## Action item
Among the entries below, one line contains "cfg.argument_types = vec![Some(Type::Array)];" and another contains "assert_eq!(rebuilt_settings.name, settings.name);". Transcribe those two lines and every line between them, exactly.

## Data listing
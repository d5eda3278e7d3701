use kernelc::{
    Backend, Expr, ExprLoc, FunctionNode, FunctionUnit, FunctionUnitConfig, Literal, MemberProp, NodeLoc, StringId,
    TranspileError, Type,
};
use pretty_assertions::assert_eq;

#[derive(Clone)]
struct DemoBackend;

impl Backend for DemoBackend {
    fn type_map(&self, ty: Type) -> Option<String> {
        Some(match ty {
            Type::Number | Type::Float => "double".to_string(),
            Type::Integer | Type::LiteralInteger => "int".to_string(),
            Type::Boolean => "int".to_string(),
            Type::ArrayVec(width) => format!("double[{width}]"),
            other => format!("{other:?}"),
        })
    }

    fn lookup_return_type(&self, _name: &str) -> Option<Type> {
        None
    }

    fn on_function_declaration(
        &self,
        unit: &mut FunctionUnit<Self>,
        func: &FunctionNode,
        _is_nested: bool,
    ) -> Result<String, TranspileError> {
        let mut body = String::new();
        for stmt in &func.body {
            body.push_str(&unit.walk_stmt(stmt)?);
        }
        Ok(body)
    }

    fn on_return(&self, unit: &mut FunctionUnit<Self>, value: Option<&ExprLoc>) -> Result<String, TranspileError> {
        match value {
            Some(value) => Ok(format!("return {};", unit.walk_expr(value)?)),
            None => Ok("return;".to_string()),
        }
    }

    fn on_literal(&self, _unit: &mut FunctionUnit<Self>, literal: &Literal) -> Result<String, TranspileError> {
        Ok(match literal {
            Literal::Int(value) => value.to_string(),
            Literal::Float(_) => literal.as_f64().to_string(),
            Literal::Bool(value) => value.to_string(),
        })
    }

    fn on_identifier(&self, unit: &mut FunctionUnit<Self>, name: StringId) -> Result<String, TranspileError> {
        Ok(format!("user_{}", unit.interner().resolve(name)))
    }

    fn on_member(&self, unit: &mut FunctionUnit<Self>, expr: &ExprLoc) -> Result<String, TranspileError> {
        let descriptor = unit.decompose(expr)?;
        let base = descriptor.name.map(|id| unit.interner().resolve(id).to_string()).unwrap_or_default();
        Ok(format!("user_{base}"))
    }

    fn on_call(&self, unit: &mut FunctionUnit<Self>, callee: &ExprLoc, arguments: &[ExprLoc]) -> Result<String, TranspileError> {
        let callee_text = match &callee.expr {
            Expr::Identifier(name) => unit.interner().resolve(*name).to_string(),
            Expr::Member { object, property: MemberProp::Name(name), computed: false }
                if matches!(&object.expr, Expr::Identifier(id) if unit.interner().resolve(*id) == "Math") =>
            {
                unit.interner().resolve(*name).to_string()
            }
            _ => unit.walk_expr(callee)?,
        };
        let mut parts = Vec::with_capacity(arguments.len());
        for arg in arguments {
            parts.push(unit.walk_expr(arg)?);
        }
        Ok(format!("{callee_text}({})", parts.join(",")))
    }

    fn on_for(
        &self,
        unit: &mut FunctionUnit<Self>,
        init: Option<&NodeLoc>,
        test: Option<&ExprLoc>,
        update: Option<&ExprLoc>,
        body: &NodeLoc,
    ) -> Result<String, TranspileError> {
        let init_text = match init {
            Some(init) => unit.with_for_loop_init_state(|unit| unit.walk_stmt(init))?,
            None => String::new(),
        };
        let test_text = test.map(|test| unit.walk_expr(test)).transpose()?.unwrap_or_default();
        let update_text = update.map(|update| unit.walk_expr(update)).transpose()?.unwrap_or_default();
        let body_text = unit.walk_stmt(body)?;
        Ok(format!("for({init_text}{test_text};{update_text}){body_text}"))
    }

    fn on_block(&self, unit: &mut FunctionUnit<Self>, body: &[NodeLoc]) -> Result<String, TranspileError> {
        let mut out = String::from("{");
        for stmt in body {
            out.push_str(&unit.walk_stmt(stmt)?);
        }
        out.push('}');
        Ok(out)
    }
}

fn config(output: Vec<u32>) -> FunctionUnitConfig {
    FunctionUnitConfig { output, ..Default::default() }
}

#[test]
fn literal_return_scenario() {
    let mut unit = FunctionUnit::from_text("function kernel() { return 1; }", config(vec![1]), DemoBackend).unwrap();
    assert_eq!(unit.return_type(), Type::Number);
    assert_eq!(unit.to_string_cached().unwrap(), "return 1;");
}

#[test]
fn typed_argument_scenario() {
    let mut cfg = config(vec![1]);
    cfg.argument_names = vec!["a".to_string()];
    cfg.argument_types = vec![Some(Type::ArrayVec(4))];
    let mut unit = FunctionUnit::from_text("function kernel(a) { return a; }", cfg, DemoBackend).unwrap();
    assert_eq!(unit.get_variable_type("a"), Some(Type::ArrayVec(4)));
}

#[test]
fn indexed_access_scenario() {
    let mut cfg = config(vec![1]);
    cfg.argument_names = vec!["a".to_string()];
    cfg.argument_types = vec![Some(Type::Array)];
    let mut unit = FunctionUnit::from_text("function kernel(a) { return a[0]; }", cfg, DemoBackend).unwrap();
    let text = unit.to_string_cached().unwrap();
    assert_eq!(text, "return user_a;");
}

#[test]
fn this_thread_reference_scenario() {
    let mut unit =
        FunctionUnit::from_text("function kernel() { return this.thread.x; }", config(vec![1]), DemoBackend).unwrap();
    assert!(unit.to_string_cached().is_ok());
}

#[test]
fn math_intrinsic_scenario() {
    let mut unit =
        FunctionUnit::from_text("function kernel() { return Math.floor(1.5); }", config(vec![1]), DemoBackend).unwrap();
    assert_eq!(unit.to_string_cached().unwrap(), "return floor(1.5);");
}

#[test]
fn math_constant_member_scenario() {
    let mut unit =
        FunctionUnit::from_text("function kernel() { return Math.PI; }", config(vec![1]), DemoBackend).unwrap();
    assert_eq!(unit.to_string_cached().unwrap(), "return user_PI;");
}

#[test]
fn for_loop_init_coercion_scenario() {
    let mut unit = FunctionUnit::from_text(
        "function kernel() { for (var i = 0; i < 10; i++) { } return 1; }",
        config(vec![1]),
        DemoBackend,
    )
    .unwrap();
    let text = unit.to_string_cached().unwrap();
    assert!(text.contains("int user_i=0"));
}

#[test]
fn settings_round_trip_preserves_public_fields() {
    let mut cfg = config(vec![4]);
    cfg.argument_names = vec!["a".to_string()];
    cfg.argument_types = vec![Some(Type::Number)];
    let unit = FunctionUnit::from_text("function add(a) { return a; }", cfg, DemoBackend).unwrap();
    let settings = unit.to_settings();
    let rebuilt = FunctionUnit::from_settings(settings.clone(), DemoBackend).unwrap();
    let rebuilt_settings = rebuilt.to_settings();
    assert_eq!(rebuilt_settings.name, settings.name);
    assert_eq!(rebuilt_settings.argument_names, settings.argument_names);
    assert_eq!(rebuilt_settings.argument_types, settings.argument_types);
    assert_eq!(rebuilt_settings.output, settings.output);
}

#[test]
fn snapshot_round_trip_preserves_ast_without_reparsing() {
    let unit = FunctionUnit::from_text("function kernel() { return 1; }", config(vec![1]), DemoBackend).unwrap();
    let snapshot = unit.to_snapshot();
    let rebuilt = FunctionUnit::from_snapshot(snapshot, DemoBackend).unwrap();
    assert_eq!(rebuilt.name(), unit.name());
    assert_eq!(rebuilt.output(), unit.output());
}

#[test]
fn to_string_cached_is_idempotent() {
    let mut unit = FunctionUnit::from_text("function kernel() { return 1; }", config(vec![1]), DemoBackend).unwrap();
    let first = unit.to_string_cached().unwrap().to_string();
    let second = unit.to_string_cached().unwrap().to_string();
    assert_eq!(first, second);
}

#[test]
fn mismatched_state_pop_is_rejected_without_corrupting_the_stack() {
    let mut unit = FunctionUnit::from_text("function kernel() { return 1; }", config(vec![1]), DemoBackend).unwrap();
    unit.push_state("in-for-loop-init");
    let err = unit.pop_state("something-else");
    assert!(err.is_err());
}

## Finished task
    cfg.argument_types = vec![Some(Type::Array)];
    let mut unit = FunctionUnit::from_text("function kernel(a) { return a[0]; }", cfg, DemoBackend).unwrap();
    let text = unit.to_string_cached().unwrap();
    assert_eq!(text, "return user_a;");
}

#[test]
fn this_thread_reference_scenario() {
    let mut unit =
        FunctionUnit::from_text("function kernel() { return this.thread.x; }", config(vec![1]), DemoBackend).unwrap();
    assert!(unit.to_string_cached().is_ok());
}

#[test]
fn math_intrinsic_scenario() {
    let mut unit =
        FunctionUnit::from_text("function kernel() { return Math.floor(1.5); }", config(vec![1]), DemoBackend).unwrap();
    assert_eq!(unit.to_string_cached().unwrap(), "return floor(1.5);");
}

#[test]
fn math_constant_member_scenario() {
    let mut unit =
        FunctionUnit::from_text("function kernel() { return Math.PI; }", config(vec![1]), DemoBackend).unwrap();
    assert_eq!(unit.to_string_cached().unwrap(), "return user_PI;");
}

#[test]
fn for_loop_init_coercion_scenario() {
    let mut unit = FunctionUnit::from_text(
        "function kernel() { for (var i = 0; i < 10; i++) { } return 1; }",
        config(vec![1]),
        DemoBackend,
    )
    .unwrap();
    let text = unit.to_string_cached().unwrap();
    assert!(text.contains("int user_i=0"));
}

#[test]
fn settings_round_trip_preserves_public_fields() {
    let mut cfg = config(vec![4]);
    cfg.argument_names = vec!["a".to_string()];
    cfg.argument_types = vec![Some(Type::Number)];
    let unit = FunctionUnit::from_text("function add(a) { return a; }", cfg, DemoBackend).unwrap();
    let settings = unit.to_settings();
    let rebuilt = FunctionUnit::from_settings(settings.clone(), DemoBackend).unwrap();
    let rebuilt_settings = rebuilt.to_settings();
    assert_eq!(rebuilt_settings.name, settings.name);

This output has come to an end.